Your task is to return the data below, word for word.

**Stored items:**
---

//! Decision Engine (C3): turns a `StreamInfo` into a `RemuxDecision`.
//!
//! Audio policy is orthogonal to the video rule and always re-encodes to a
//! universal 2-channel 48kHz AAC-LC stream — `default` never selects an
//! audio-copy path. This codifies the intended policy from §9's Open
//! Questions: the source's vestigial audio-copy branch is never reintroduced.

use crate::probe::StreamInfo;

#[derive(Debug, Clone, Copy, PartialEq, Eq)]
pub enum Strategy {
    Default,
    Fallback,
    Transcode,
    Unsupported,
}

#[derive(Debug, Clone, PartialEq, Eq)]
pub struct RemuxDecision {
    pub strategy: Strategy,
    pub reason: String,
}

/// Evaluates the five ordered rules of §4.3 and returns a decision. Argument
/// vectors are rendered separately by the Argument Builder (C4) once a
/// target output path is known.
pub fn decide(info: &StreamInfo) -> RemuxDecision {
    let codec = info.video.codec.to_ascii_lowercase();
    let audio_note = "audio always re-encoded to AAC-LC 2ch/48kHz";

    if codec == "hevc" || codec == "h265" {
        return RemuxDecision {
            strategy: Strategy::Transcode,
            reason: format!("video codec is HEVC; {audio_note}"),
        };
    }
    if codec == "h264" && info.video.bit_depth >= 10 {
        return RemuxDecision {
            strategy: Strategy::Transcode,
            reason: format!(
                "H.264 {}-bit requires 8-bit normalization; {audio_note}",
                info.video.bit_depth
            ),
        };
    }
    if codec == "mpeg2video" {
        return RemuxDecision {
            strategy: Strategy::Transcode,
            reason: format!("video codec is MPEG-2; {audio_note}"),
        };
    }
    if codec == "h264" && info.video.bit_depth == 8 {
        return RemuxDecision {
            strategy: Strategy::Default,
            reason: format!("H.264 8-bit video can be copied; {audio_note}"),
        };
    }
    RemuxDecision {
        strategy: Strategy::Transcode,
        reason: format!("video codec '{codec}' not eligible for copy; {audio_note}"),
    }
}

/// §7 recovery policy after a classified failure: which strategy the retry
/// attempt should use, if any retry is allowed at all.
pub fn retry_strategy(kind: crate::error::BuildFailureKind) -> Option<Strategy> {
    use crate::error::BuildFailureKind::*;
    match kind {
        ProbeFailed => Some(Strategy::Transcode),
        NonMonotonousDts | TimestampUnset => Some(Strategy::Fallback),
        _ => None,
    }
}

#[cfg(test)]
mod tests {
    use super::*;
    use crate::probe::VideoStreamInfo;

    fn video(codec: &str, bit_depth: u8) -> StreamInfo {
        StreamInfo {
            video: VideoStreamInfo {
                codec: codec.to_string(),
                pix_fmt: None,
                profile: None,
                level: None,
                bit_depth,
                start_time: 0.0,
            },
            audio: None,
        }
    }

    #[test]
    fn hevc_always_transcodes() {
        assert_eq!(decide(&video("hevc", 8)).strategy, Strategy::Transcode);
        assert_eq!(decide(&video("h265", 10)).strategy, Strategy::Transcode);
    }

    #[test]
    fn h264_10bit_transcodes_for_normalization() {
        assert_eq!(decide(&video("h264", 10)).strategy, Strategy::Transcode);
    }

    #[test]
    fn mpeg2_always_transcodes() {
        assert_eq!(decide(&video("mpeg2video", 8)).strategy, Strategy::Transcode);
    }

    #[test]
    fn h264_8bit_copies() {
        let d = decide(&video("h264", 8));
        assert_eq!(d.strategy, Strategy::Default);
        assert!(d.reason.contains("AAC-LC"));
    }

    #[test]
    fn unknown_codec_falls_back_to_transcode() {
        assert_eq!(decide(&video("vp9", 8)).strategy, Strategy::Transcode);
    }

    #[test]
    fn retry_policy_matches_recovery_table() {
        use crate::error::BuildFailureKind::*;
        assert_eq!(retry_strategy(ProbeFailed), Some(Strategy::Transcode));
        assert_eq!(retry_strategy(NonMonotonousDts), Some(Strategy::Fallback));
        assert_eq!(retry_strategy(TimestampUnset), Some(Strategy::Fallback));
        assert_eq!(retry_strategy(InvalidDuration), None);
        assert_eq!(retry_strategy(SourceUnavailable), None);
        assert_eq!(retry_strategy(Stalled), None);
        assert_eq!(retry_strategy(FfmpegFatal), None);
    }
}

---

**ANSWER TO THE EXERCISE:**
//! Decision Engine (C3): turns a `StreamInfo` into a `RemuxDecision`.
//!
//! Audio policy is orthogonal to the video rule and always re-encodes to a
//! universal 2-channel 48kHz AAC-LC stream — `default` never selects an
//! audio-copy path. This codifies the intended policy from §9's Open
//! Questions: the source's vestigial audio-copy branch is never reintroduced.

use crate::probe::StreamInfo;

#[derive(Debug, Clone, Copy, PartialEq, Eq)]
pub enum Strategy {
    Default,
    Fallback,
    Transcode,
    Unsupported,
}

#[derive(Debug, Clone, PartialEq, Eq)]
pub struct RemuxDecision {
    pub strategy: Strategy,
    pub reason: String,
}

/// Evaluates the five ordered rules of §4.3 and returns a decision. Argument
/// vectors are rendered separately by the Argument Builder (C4) once a
/// target output path is known.
pub fn decide(info: &StreamInfo) -> RemuxDecision {
    let codec = info.video.codec.to_ascii_lowercase();
    let audio_note = "audio always re-encoded to AAC-LC 2ch/48kHz";

    if codec == "hevc" || codec == "h265" {
        return RemuxDecision {
            strategy: Strategy::Transcode,
            reason: format!("video codec is HEVC; {audio_note}"),
        };
    }
    if codec == "h264" && info.video.bit_depth >= 10 {
        return RemuxDecision {
            strategy: Strategy::Transcode,
            reason: format!(
                "H.264 {}-bit requires 8-bit normalization; {audio_note}",
                info.video.bit_depth
            ),
        };
    }
    if codec == "mpeg2video" {
        return RemuxDecision {
            strategy: Strategy::Transcode,
            reason: format!("video codec is MPEG-2; {audio_note}"),
        };
    }
    if codec == "h264" && info.video.bit_depth == 8 {
        return RemuxDecision {
            strategy: Strategy::Default,
            reason: format!("H.264 8-bit video can be copied; {audio_note}"),
        };
    }
    RemuxDecision {
        strategy: Strategy::Transcode,
        reason: format!("video codec '{codec}' not eligible for copy; {audio_note}"),
    }
}

/// §7 recovery policy after a classified failure: which strategy the retry
/// attempt should use, if any retry is allowed at all.
pub fn retry_strategy(kind: crate::error::BuildFailureKind) -> Option<Strategy> {
    use crate::error::BuildFailureKind::*;
    match kind {
        ProbeFailed => Some(Strategy::Transcode),
        NonMonotonousDts | TimestampUnset => Some(Strategy::Fallback),
        _ => None,
    }
}

#[cfg(test)]
mod tests {
    use super::*;
    use crate::probe::VideoStreamInfo;

    fn video(codec: &str, bit_depth: u8) -> StreamInfo {
        StreamInfo {
            video: VideoStreamInfo {
                codec: codec.to_string(),
                pix_fmt: None,
                profile: None,
                level: None,
                bit_depth,
                start_time: 0.0,
            },
            audio: None,
        }
    }

    #[test]
    fn hevc_always_transcodes() {
        assert_eq!(decide(&video("hevc", 8)).strategy, Strategy::Transcode);
        assert_eq!(decide(&video("h265", 10)).strategy, Strategy::Transcode);
    }

    #[test]
    fn h264_10bit_transcodes_for_normalization() {
        assert_eq!(decide(&video("h264", 10)).strategy, Strategy::Transcode);
    }

    #[test]
    fn mpeg2_always_transcodes() {
        assert_eq!(decide(&video("mpeg2video", 8)).strategy, Strategy::Transcode);
    }

    #[test]
    fn h264_8bit_copies() {
        let d = decide(&video("h264", 8));
        assert_eq!(d.strategy, Strategy::Default);
        assert!(d.reason.contains("AAC-LC"));
    }

    #[test]
    fn unknown_codec_falls_back_to_transcode() {
        assert_eq!(decide(&video("vp9", 8)).strategy, Strategy::Transcode);
    }

    #[test]
    fn retry_policy_matches_recovery_table() {
        use crate::error::BuildFailureKind::*;
        assert_eq!(retry_strategy(ProbeFailed), Some(Strategy::Transcode));
        assert_eq!(retry_strategy(NonMonotonousDts), Some(Strategy::Fallback));
        assert_eq!(retry_strategy(TimestampUnset), Some(Strategy::Fallback));
        assert_eq!(retry_strategy(InvalidDuration), None);
        assert_eq!(retry_strategy(SourceUnavailable), None);
        assert_eq!(retry_strategy(Stalled), None);
        assert_eq!(retry_strategy(FfmpegFatal), None);
    }
}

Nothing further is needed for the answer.